May 6, 2009

New built-to-suit development announced. A-REIT announced that it has secured from SingTel a built-to-suit development project of a 9-storey hi-tech industrial building. The estimated total investment for the building, land and equipment is estimated at S$175.4million and the project is expected to complete by 1Q2010. Upon completion, SingTel will lease the entire building for an initial tenure of 20 years with annual rental escalation, and an option to renew for a further 10 years on expiry.

Fine-tuning our estimates. Upon completion, annual DPU accretion would be about S$0.28cents/unit based on management estimates, and we have therefore raised our DPU estimates from FY11E onwards by about 1.5 -2% p.a.
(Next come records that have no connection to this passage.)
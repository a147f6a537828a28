/// Default cap for sanitized diagnostic fields, in characters.
pub const DEFAULT_MAX_LEN: usize = 256;

/// Cleans request-derived text before it is written to a diagnostic record.
///
/// Request URIs and addresses come straight from the client. Before they
/// reach a log line the sanitizer:
///
/// - drops control characters (so a value cannot forge extra log lines),
/// - collapses runs of whitespace into one space,
/// - trims the result,
/// - truncates it to `max_len` characters, marking the cut with `...`.
///
/// # Examples
///
/// ```
/// use draft_guard::TextSanitizer;
///
/// let s = TextSanitizer::new(64);
/// assert_eq!(s.sanitize("  10.0.0.1\r\nINJECTED  "), "10.0.0.1INJECTED");
/// assert_eq!(s.sanitize("a \t b"), "a b");
/// ```
#[derive(Debug, Clone, Copy, PartialEq, Eq)]
pub struct TextSanitizer {
    max_len: usize,
}

impl TextSanitizer {
    /// Creates a sanitizer truncating at `max_len` characters.
    ///
    /// A `max_len` of zero is raised to one so output stays meaningful.
    pub fn new(max_len: usize) -> Self {
        Self {
            max_len: max_len.max(1),
        }
    }

    /// Returns the configured maximum length.
    pub fn max_len(&self) -> usize {
        self.max_len
    }

    /// Returns a cleaned copy of `input`.
    pub fn sanitize(&self, input: &str) -> String {
        let mut out = String::with_capacity(input.len().min(self.max_len));
        let mut pending_space = false;

        for c in input.chars() {
            if c == ' ' || c == '\t' {
                pending_space = !out.is_empty();
                continue;
            }
            if c.is_control() {
                continue;
            }
            if pending_space {
                out.push(' ');
                pending_space = false;
            }
            out.push(c);
        }

        if out.chars().count() > self.max_len {
            let keep = self.max_len.saturating_sub(3);
            let mut truncated: String = out.chars().take(keep).collect();
            truncated.push_str("...");
            return truncated;
        }
        out
    }

    /// Sanitizes an optional value, substituting `fallback` when it is absent
    /// or sanitizes to nothing.
    pub fn sanitize_or(&self, input: Option<&str>, fallback: &str) -> String {
        match input.map(|s| self.sanitize(s)) {
            Some(s) if !s.is_empty() => s,
            _ => fallback.to_string(),
        }
    }
}

impl Default for TextSanitizer {
    fn default() -> Self {
        Self::new(DEFAULT_MAX_LEN)
    }
}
Our FY10 estimate for gearing has also been increased to 38.7% to account for the additional borrowings.

Long-term accretive deal, but cost of equity raised in the short run. Average yield on cost for the entire 20-year period is slightly over 10% according to management, but we estimate that the initial passing yield on cost would be lower at about 6.5%. Although gearing for A-REIT would increase by only 1% as a result of this transaction and the trust has a ready revolving credit facility to draw down, the incremental cost of debt and its implication on cost of equity would be higher than it appears under current credit environment in our view; and we see some short-term share price vulnerability as a result.

We retain our Overweight rating on AREIT, with a reduced Dec-09 price target of S$1.65/unit (S$1.70/unit previously), based on our DDM valuation using 8.5% discount rate (8.2% previously). Key risks to our rating and price target include a worse than expected deterioration in operating fundamentals and a prolonged capital markets downturn leading to elevated costs of capital for A-REIT.